Species of gastropod

Phymorhynchus cingulatus, common name the ringed turrid, is a species of sea snail, a marine gastropod mollusk in the family Raphitomidae.

==Description==
The length of the shell attains 73 mm, its diameter 30 mm.

The large, fusiform shell is of a rich reddish-brown. It is deepest on the columella, with a closely adherent, very thin, polished epidermis. The shell contains seven whorls, without the protoconch, which is lost in the specimen, while the outer coat of the apical whorls is much eroded. The whorls are full and rounded. The suture is distinct, not appressed or channeled. The transverse sculpture consists only of fine inconspicuous lines of growth. The spiral sculpture consists of two sorts: first, a fine, sharp, slightly irregular striation, which covers the whole surface; secondly, of revolving elevated cinguli, of which three on the periphery are more widely and deeply separated and more elevated than the others. These three have interspaces equal to or wider than themselves. On the body whorl in front of the periphery the cinguli are flat-topped little elevated wide bands with narrower interspaces, this sculpture becoming obscure toward the siphonal canal. Above the periphery is one well-marked cingulum slightly turrettini the whorl which inclines from it to the suture in a flattened manner.
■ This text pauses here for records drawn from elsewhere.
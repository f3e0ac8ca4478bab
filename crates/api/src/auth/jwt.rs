//! JWT issuance and validation.

use jsonwebtoken::{decode, encode, DecodingKey, EncodingKey, Header, Validation};
use serde::{Deserialize, Serialize};
use time::{Duration, OffsetDateTime};
use uuid::Uuid;

/// Token claims: account id as the subject plus the usual timestamps.
#[derive(Debug, Clone, Serialize, Deserialize)]
pub struct Claims {
    pub sub: Uuid,
    pub email: String,
    pub iat: i64,
    pub exp: i64,
}

/// Encodes and validates bearer tokens with a shared HS256 secret.
#[derive(Clone)]
pub struct JwtManager {
    encoding_key: EncodingKey,
    decoding_key: DecodingKey,
    expiry_hours: i64,
}

impl JwtManager {
    pub fn new(secret: &str, expiry_hours: i64) -> Self {
        Self {
            encoding_key: EncodingKey::from_secret(secret.as_bytes()),
            decoding_key: DecodingKey::from_secret(secret.as_bytes()),
            expiry_hours,
        }
    }

    /// Issue a token for the given account.
    pub fn generate(
        &self,
        account_id: Uuid,
        email: &str,
    ) -> Result<String, jsonwebtoken::errors::Error> {
        let now = OffsetDateTime::now_utc();
        let claims = Claims {
            sub: account_id,
            email: email.to_string(),
            iat: now.unix_timestamp(),
            exp: (now + Duration::hours(self.expiry_hours)).unix_timestamp(),
        };

        encode(&Header::default(), &claims, &self.encoding_key)
    }

    /// Validate a token and return its claims. Expired or tampered tokens
    /// are rejected.
    pub fn verify(&self, token: &str) -> Result<Claims, jsonwebtoken::errors::Error> {
        let data = decode::<Claims>(token, &self.decoding_key, &Validation::default())?;
        Ok(data.claims)
    }
}

#[cfg(test)]
mod tests {
    use super::*;

    #[test]
    fn token_round_trips_claims() {
        let manager = JwtManager::new("test-secret", 24);
        let account_id = Uuid::new_v4();

        let token = manager.generate(account_id, "user@example.com").unwrap();
        let claims = manager.verify(&token).unwrap();

        assert_eq!(claims.sub, account_id);
        assert_eq!(claims.email, "user@example.com");
        assert!(claims.exp > claims.iat);
    }

    #[test]
    fn wrong_secret_is_rejected() {
        let issuer = JwtManager::new("secret-a", 24);
        let verifier = JwtManager::new("secret-b", 24);

        let token = issuer.generate(Uuid::new_v4(), "user@example.com").unwrap();
        assert!(verifier.verify(&token).is_err());
    }

    #[test]
    fn expired_token_is_rejected() {
        // Negative expiry puts `exp` in the past.
        let manager = JwtManager::new("test-secret", -1);

        let token = manager.generate(Uuid::new_v4(), "user@example.com").unwrap();
        assert!(manager.verify(&token).is_err());
    }

    #[test]
    fn garbage_token_is_rejected() {
        let manager = JwtManager::new("test-secret", 24);
        assert!(manager.verify("not.a.token").is_err());
        assert!(manager.verify("").is_err());
    }
}
// Shared crate clippy configuration
#![cfg_attr(test, allow(clippy::unwrap_used))]
#![cfg_attr(test, allow(clippy::expect_used))]

//! PlanPilot shared types and helpers
//!
//! Home of the pieces every other crate needs: the plan key type,
//! database pool construction, and the clock abstraction used to make
//! time-dependent billing logic testable.

pub mod clock;
pub mod db;
pub mod plan;

pub use clock::{Clock, FixedClock, SystemClock};
pub use db::{create_pool, run_migrations};
pub use plan::{ParsePlanError, PlanKey};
The aperture is pointed in front, wider behind. The columella is simple, perfectly straight, anteriorly attenuated. The body and columella show a thin dark brown glaze. The outer lip is very thin, sharp, crenulated by the outside sculpture, which also grooves the interior. The notch is shallow, wide; fasciole hardly visible; canal short, wide, hardly differentiated and straight.

==Distribution==
This marine species occurs off Ecuador and the Galapagos Islands.